She always knows after.

That tells me everything. Piper isn't surprised. Piper isn't heartless. Piper has lived this cycle before. Do the thing. Get the result. Mom finds out later and turns it into content.

Is she scared?

Yeah, she is.

She loves me. She just loves the version of me she can explain.

You know, my mom left when I was really young. Not dramatic. Just gone. No stories. No warnings. She didn't even become a mystery. She just stopped. I don't really remember her. She was just a feeling, and then just an absence.

I didn't know that.

Most people don't. Your mom left that out of the book, which says a lot. My dad never talked about it, and I never really pushed. I always felt like I'd found family anyway. Mags, Dee Dee, even my Aunt Kathy to an extent. My dad, he was my whole world. And then he died when I was 13. Car accident, except it wasn't. And I guess that was the lesson. Sometimes even the people who want to stay don't get to.

I'm sorry.

Yeah, me too. I don't know why I'm telling her this. Maybe because she's Minerva's daughter, and I need her to know I see her as more than that. Or maybe because I'm trying to say something I haven't figured out how to say yet. I didn't ask you if you wanted any of this, any of you. I just assumed you'd keep up. What? The investigating, the clues, sending you and the others into situations. I didn't ask if you wanted to be pulled into my mess. I just assumed that's the Minerva Echo. Quiet, real, and harder to admit than I'd like.

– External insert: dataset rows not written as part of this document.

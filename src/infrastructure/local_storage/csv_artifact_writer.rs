// Copyright 2026 Google LLC
//
// Licensed under the Apache License, Version 2.0 (the "License");
// you may not use this file except in compliance with the License.
// You may obtain a copy of the License at
//
//      http://www.apache.org/licenses/LICENSE-2.0
//
// Unless required by applicable law or agreed to in writing, software
// distributed under the License is distributed on an "AS IS" BASIS,
// WITHOUT WARRANTIES OR CONDITIONS OF ANY KIND, either express or implied.
// See the License for the specific language governing permissions and
// limitations under the License.

//! # CSV Artifact Writer
//!
//! Persists one run's rows as `staging_dir/<report>/<YYYY-MM-DD.HH.MM.SS>.csv`.
//! The header comes from the first row's field order; a row missing one of
//! those fields gets an empty cell there.

use crate::domain::entities::{Artifact, Row};
use crate::domain::errors::{RelayError, Result};
use chrono::{DateTime, Local};
use csv::WriterBuilder;
use log::debug;
use std::fs::{self, OpenOptions};
use std::io::{BufWriter, Write};
use std::path::Path;

const FILE_NAME_FORMAT: &str = "%Y-%m-%d.%H.%M.%S.csv";

pub fn artifact_file_name(at: DateTime<Local>) -> String {
    at.format(FILE_NAME_FORMAT).to_string()
}

/// Column names, in the order the first row carries them.
pub fn header_of(rows: &[Row]) -> Vec<String> {
    rows.first()
        .map(|r| r.keys().cloned().collect())
        .unwrap_or_default()
}

/// Writes a header line plus one record per row, every record exactly as
/// wide as the header.
pub fn write_rows<W: Write>(out: W, rows: &[Row]) -> Result<()> {
    let header = header_of(rows);
    let mut wtr = WriterBuilder::new().from_writer(out);
    wtr.write_record(&header)?;
    for row in rows {
        wtr.write_record(
            header
                .iter()
                .map(|name| row.get(name).map(String::as_str).unwrap_or("")),
        )?;
    }
    wtr.flush()?;
    Ok(())
}

#[derive(Debug, Clone, Copy, Default)]
pub struct CsvArtifactWriter;

impl CsvArtifactWriter {
    /// Creates the report's staging subdirectory if needed and writes a new,
    /// exclusively created file. A file left half-written by an error is removed.
    pub fn write_artifact(
        &self,
        report: &str,
        staging_dir: &Path,
        rows: &[Row],
        at: DateTime<Local>,
    ) -> Result<Artifact> {
        let dir = staging_dir.join(report);
        fs::create_dir_all(&dir)?;

        let file_name = artifact_file_name(at);
        let path = dir.join(&file_name);
        let file = OpenOptions::new()
            .write(true)
            .create_new(true)
            .open(&path)
            .map_err(|e| {
                RelayError::IoError(std::io::Error::new(
                    e.kind(),
                    format!("cannot create {}: {}", path.display(), e),
                ))
            })?;

        if let Err(e) = write_rows(BufWriter::new(file), rows) {
            let _ = fs::remove_file(&path);
            return Err(e);
        }
        debug!("Wrote {} rows to {}", rows.len(), path.display());

        Ok(Artifact {
            report: report.to_string(),
            path,
            file_name,
            rows: rows.len(),
        })
    }
}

I want this. I want to help. We all do. I just wish I didn't have to prove it by being right.

All right, lead the way. I've been here before, 10 years ago, with Mags and my dad and my dog. He'd brought us up Aerie Peak on our second visit to the island, said the view from the top would help us get our bearings and figure out the island's layout. I don't know if he believed any of what we had told him we'd seen the first time we were there. There were photos, but those could be explained away. I don't know what Jonathan thought of any of it. Really, I think he just wanted to spend time with us, away from the camping gear, just the three of us and cheese, eating sandwiches, looking out over Talagua Sound. Mags had brought her amazing triple-decker sandwiches. Dad laughed and said she was a culinary genius. She glowed in that shy way she does when she's proud. Cheese begged for anything with peanut butter, then got it stuck to the roof of her mouth and was a perpetual comedy machine for the next three minutes until she got it loose. I remember thinking, this is perfect. This moment, the four of us, the i sland spread out below, adventure ahead. I didn't know how quickly Perfect Things can end.

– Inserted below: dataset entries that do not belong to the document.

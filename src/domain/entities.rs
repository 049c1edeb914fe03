// Copyright 2026 Google LLC
//
// Licensed under the Apache License, Version 2.0 (the "License");
// you may not use this file except in compliance with the License.
// You may obtain a copy of the License at
//
//      http://www.apache.org/licenses/LICENSE-2.0
//
// Unless required by applicable law or agreed to in writing, software
// distributed under the License is distributed on an "AS IS" BASIS,
// WITHOUT WARRANTIES OR CONDITIONS OF ANY KIND, either express or implied.
// See the License for the specific language governing permissions and
// limitations under the License.

//! # Domain Entities
//!
//! The nouns of the relay: rows pulled from a source, the report definition
//! that says where to pull them from, and the records of what one run produced.

use crate::domain::schedule::CronSchedule;
use indexmap::IndexMap;
use serde::Serialize;
use std::collections::BTreeMap;
use std::path::PathBuf;

/// One normalized record. Field order is the order the source produced them
/// in (sheet header, SQL column list, JSON key order) and is authoritative for
/// the CSV column order.
pub type Row = IndexMap<String, String>;

/// Source-specific query parameters for one report.
pub type ReportParams = BTreeMap<String, String>;

/// A configured, independently scheduled unit of work.
///
/// Built once at configuration load and never mutated afterwards.
#[derive(Debug, Clone)]
pub struct Report {
    pub name: String,
    /// Name of the connection the report pulls from.
    pub connection: String,
    pub params: ReportParams,
    /// Artifacts land in `staging_dir/<name>/`.
    pub staging_dir: PathBuf,
    pub schedule: CronSchedule,
    /// Whether artifacts are pushed to the configured object store.
    pub publish: bool,
}

/// One CSV file produced by a single run.
#[derive(Debug, Clone, Serialize)]
pub struct Artifact {
    pub report: String,
    pub path: PathBuf,
    pub file_name: String,
    pub rows: usize,
}

/// Where an artifact and its refreshed manifest ended up.
#[derive(Debug, Clone, Serialize)]
pub struct PublishOutcome {
    pub artifact_uri: String,
    pub manifest_uri: String,
    /// Number of locations in the manifest after the merge.
    pub manifest_locations: usize,
}

/// The result of a successful run.
#[derive(Debug, Clone, Serialize)]
pub struct RunOutcome {
    pub report: String,
    pub artifact: Artifact,
    pub published: Option<PublishOutcome>,
}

We're getting close. Let's go.

Somewhere behind us, people were trapped. Somewhere ahead of us, something wanted to be found. And for the first time, I understood how adults convince themselves they're doing the right thing by not stopping long enough to ask.

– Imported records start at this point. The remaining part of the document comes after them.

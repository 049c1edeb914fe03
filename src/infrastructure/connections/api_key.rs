// Copyright 2026 Google LLC
//
// Licensed under the Apache License, Version 2.0 (the "License");
// you may not use this file except in compliance with the License.
// You may obtain a copy of the License at
//
//      http://www.apache.org/licenses/LICENSE-2.0
//
// Unless required by applicable law or agreed to in writing, software
// distributed under the License is distributed on an "AS IS" BASIS,
// WITHOUT WARRANTIES OR CONDITIONS OF ANY KIND, either express or implied.
// See the License for the specific language governing permissions and
// limitations under the License.

//! # Static API-Key Connection
//!
//! `GET`s a JSON endpoint with a fixed key sent either as a header or as a
//! query parameter (exactly one of the two). Report parameters are forwarded
//! as query parameters.

use crate::domain::entities::{ReportParams, Row};
use crate::domain::errors::{AuthError, FetchError};
use crate::infrastructure::connections::http::{build_client, ensure_success};
use crate::infrastructure::connections::normalize::rows_from_json_bytes;
use crate::ports::connection_port::Connection;
use async_trait::async_trait;
use reqwest::Client;
use tokio::sync::OnceCell;

#[derive(Debug, Clone)]
pub struct ApiKeySettings {
    pub url: String,
    pub api_key: String,
    pub http_header_name: Option<String>,
    pub get_parameter_name: Option<String>,
}

#[derive(Debug, Clone, PartialEq, Eq)]
enum KeyPlacement {
    Header(String),
    Query(String),
}

struct ApiKeySession {
    client: Client,
    placement: KeyPlacement,
}

pub struct ApiKeyConnection {
    settings: ApiKeySettings,
    session: OnceCell<ApiKeySession>,
}

fn non_blank(value: &Option<String>) -> Option<String> {
    value
        .as_deref()
        .map(str::trim)
        .filter(|v| !v.is_empty())
        .map(str::to_string)
}

impl ApiKeyConnection {
    pub fn new(settings: ApiKeySettings) -> Self {
        Self {
            settings,
            session: OnceCell::new(),
        }
    }

    fn placement(&self) -> Result<KeyPlacement, AuthError> {
        let s = &self.settings;
        if s.api_key.is_empty() {
            return Err(AuthError::MissingCredential("API key is missing".to_string()));
        }
        if s.url.trim().is_empty() {
            return Err(AuthError::InvalidSettings("url is missing".to_string()));
        }
        match (non_blank(&s.http_header_name), non_blank(&s.get_parameter_name)) {
            (Some(header), None) => Ok(KeyPlacement::Header(header)),
            (None, Some(param)) => Ok(KeyPlacement::Query(param)),
            (Some(_), Some(_)) => Err(AuthError::InvalidSettings(
                "set only one of http_header_name or get_parameter_name".to_string(),
            )),
            (None, None) => Err(AuthError::InvalidSettings(
                "http_header_name or get_parameter_name must be set".to_string(),
            )),
        }
    }

    async fn session(&self) -> Result<&ApiKeySession, AuthError> {
        self.session
            .get_or_try_init(|| async {
                let placement = self.placement()?;
                Ok(ApiKeySession {
                    client: build_client()?,
                    placement,
                })
            })
            .await
    }
}

#[async_trait]
impl Connection for ApiKeyConnection {
    fn kind(&self) -> &'static str {
        "api_key"
    }

    async fn authenticate(&self) -> Result<(), AuthError> {
        self.session().await.map(|_| ())
    }

    async fn fetch_report(&self, params: &ReportParams) -> Result<Vec<Row>, FetchError> {
        let session = self.session().await?;
        let mut query: Vec<(&str, &str)> = params
            .iter()
            .map(|(k, v)| (k.as_str(), v.as_str()))
            .collect();

        let mut request = session.client.get(self.settings.url.trim());
        match &session.placement {
            KeyPlacement::Header(name) => {
                request = request.header(name.as_str(), self.settings.api_key.as_str());
            }
            KeyPlacement::Query(name) => query.push((name.as_str(), self.settings.api_key.as_str())),
        }
        if !query.is_empty() {
            request = request.query(&query);
        }

        let response = ensure_success(request.send().await?).await?;
        let body = response.bytes().await?;
        rows_from_json_bytes(&body)
    }
}

#[cfg(test)]
mod tests {
    use super::*;
    use axum::extract::Query;
    use axum::http::{HeaderMap, StatusCode};
    use axum::response::{IntoResponse, Response};
    use axum::routing::get;
    use axum::{Json, Router};
    use serde_json::json;
    use std::collections::HashMap;

    async fn records(headers: HeaderMap, Query(q): Query<HashMap<String, String>>) -> Response {
        let by_header = headers.get("x-api-key").and_then(|v| v.to_str().ok()) == Some("k3y");
        let by_param = q.get("api_key").map(String::as_str) == Some("k3y");
        if !by_header && !by_param {
            return (StatusCode::FORBIDDEN, "denied").into_response();
        }
        if q.get("broken").is_some() {
            return "not json".into_response();
        }
        let region = q.get("region").cloned().unwrap_or_default();
        Json(json!([
            {"region": region, "count": 3, "tags": ["a"]},
            {"region": region, "count": null}
        ]))
        .into_response()
    }

    async fn spawn() -> String {
        let app = Router::new().route("/records", get(records));
        let listener = tokio::net::TcpListener::bind("127.0.0.1:0").await.unwrap();
        let addr = listener.local_addr().unwrap();
        tokio::spawn(async move {
            axum::serve(listener, app).await.unwrap();
        });
        format!("http://{}/records", addr)
    }

    fn settings(url: String, header: Option<&str>, param: Option<&str>) -> ApiKeySettings {
        ApiKeySettings {
            url,
            api_key: "k3y".to_string(),
            http_header_name: header.map(str::to_string),
            get_parameter_name: param.map(str::to_string),
        }
    }

    #[tokio::test]
    async fn test_key_in_header_and_params_forwarded() {
        let conn = ApiKeyConnection::new(settings(spawn().await, Some("x-api-key"), None));
        let mut params = ReportParams::new();
        params.insert("region".to_string(), "emea".to_string());
        let rows = conn.fetch_report(&params).await.unwrap();
        assert_eq!(rows.len(), 2);
        assert_eq!(rows[0]["region"], "emea");
        assert_eq!(rows[0]["tags"], r#"["a"]"#);
        assert_eq!(rows[1]["count"], "");
    }

    #[tokio::test]
    async fn test_key_as_query_parameter() {
        let conn = ApiKeyConnection::new(settings(spawn().await, None, Some("api_key")));
        let rows = conn.fetch_report(&ReportParams::new()).await.unwrap();
        assert_eq!(rows[0]["count"], "3");
    }

    #[tokio::test]
    async fn test_non_json_body_and_rejection() {
        let url = spawn().await;
        let conn = ApiKeyConnection::new(settings(url.clone(), None, Some("api_key")));
        let mut params = ReportParams::new();
        params.insert("broken".to_string(), "1".to_string());
        assert!(matches!(
            conn.fetch_report(&params).await,
            Err(FetchError::MalformedResponse(_))
        ));

        let wrong = ApiKeyConnection::new(settings(url, Some("x-other"), None));
        assert!(matches!(
            wrong.fetch_report(&ReportParams::new()).await,
            Err(FetchError::Status { status: 403, .. })
        ));
    }

    #[tokio::test]
    async fn test_exactly_one_key_placement() {
        let both = ApiKeyConnection::new(settings("http://h".into(), Some("x"), Some("y")));
        assert!(matches!(
            both.authenticate().await,
            Err(AuthError::InvalidSettings(_))
        ));
        let neither = ApiKeyConnection::new(settings("http://h".into(), None, Some(" ")));
        assert!(matches!(
            neither.authenticate().await,
            Err(AuthError::InvalidSettings(_))
        ));
        let mut no_key = settings("http://h".into(), Some("x"), None);
        no_key.api_key.clear();
        assert!(matches!(
            ApiKeyConnection::new(no_key).authenticate().await,
            Err(AuthError::MissingCredential(_))
        ));
    }
}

This place feels familiar in the wrong way. Not because I've been here before. This facility is new, or at least new, in that I didn't know it existed 10 years ago. But because I recognize the pattern, restricted ground, a dark presence that shouldn't exist, the weight of knowing we're not supposed to be here. Only this time, I'm not 12.

Hold here, let me check ahead.

Claire moves like someone who's done this before. Not dramatically, just efficiently. She checks angles without explaining. She knows where not to step, where shadows fall, where cameras would be mounted if there were cameras. Val watches her with the kind of focus I recognize. She's learning, taking mental notes, cataloging every movement for future reference. Val is choosing this. Claire has lived it. I was a kid who didn't know what game I was in. That triangulation sits uncomfortably in my chest.

Clear for now. No visible security. I don't think they expect traffic from land.

Nothing new from Miles or Walter.

All right, let's keep going. Your parents still in Seattle?

Oh, yeah, yeah, they are.

How are they?

Oh, you know, good, I guess. Dad's still doing PR for the tech company. Mom's still in banking. Yeah, they have that house in Bellevue all to themselves now.

Your dad and I worked together a lot back in the day when he was working at the Gazette. Yeah, Jim had sharp instincts.

Yeah, that's what I've heard.

You sound like there's a but in there.

I mean, he could have helped us, right? When Amy and I were investigating the island. You did, Jonathan did, Dee Dee did. He had resources, connections, a platform to expose what was happening.

But he didn't.

No, he didn't.

Your dad knew when to step back. That's rarer than people think.

He didn't help. He got in the way.

Yeah, he did. And you're still here, still alive, still making choices instead of being a cautionary tale. Listen, I get why you're angry, but I also get why he took that PR job in Seattle, why he got you out of Avalon Falls. Sometimes the bravest thing a parent can do is remove their kid from the fight, even when the kid wants to be in it.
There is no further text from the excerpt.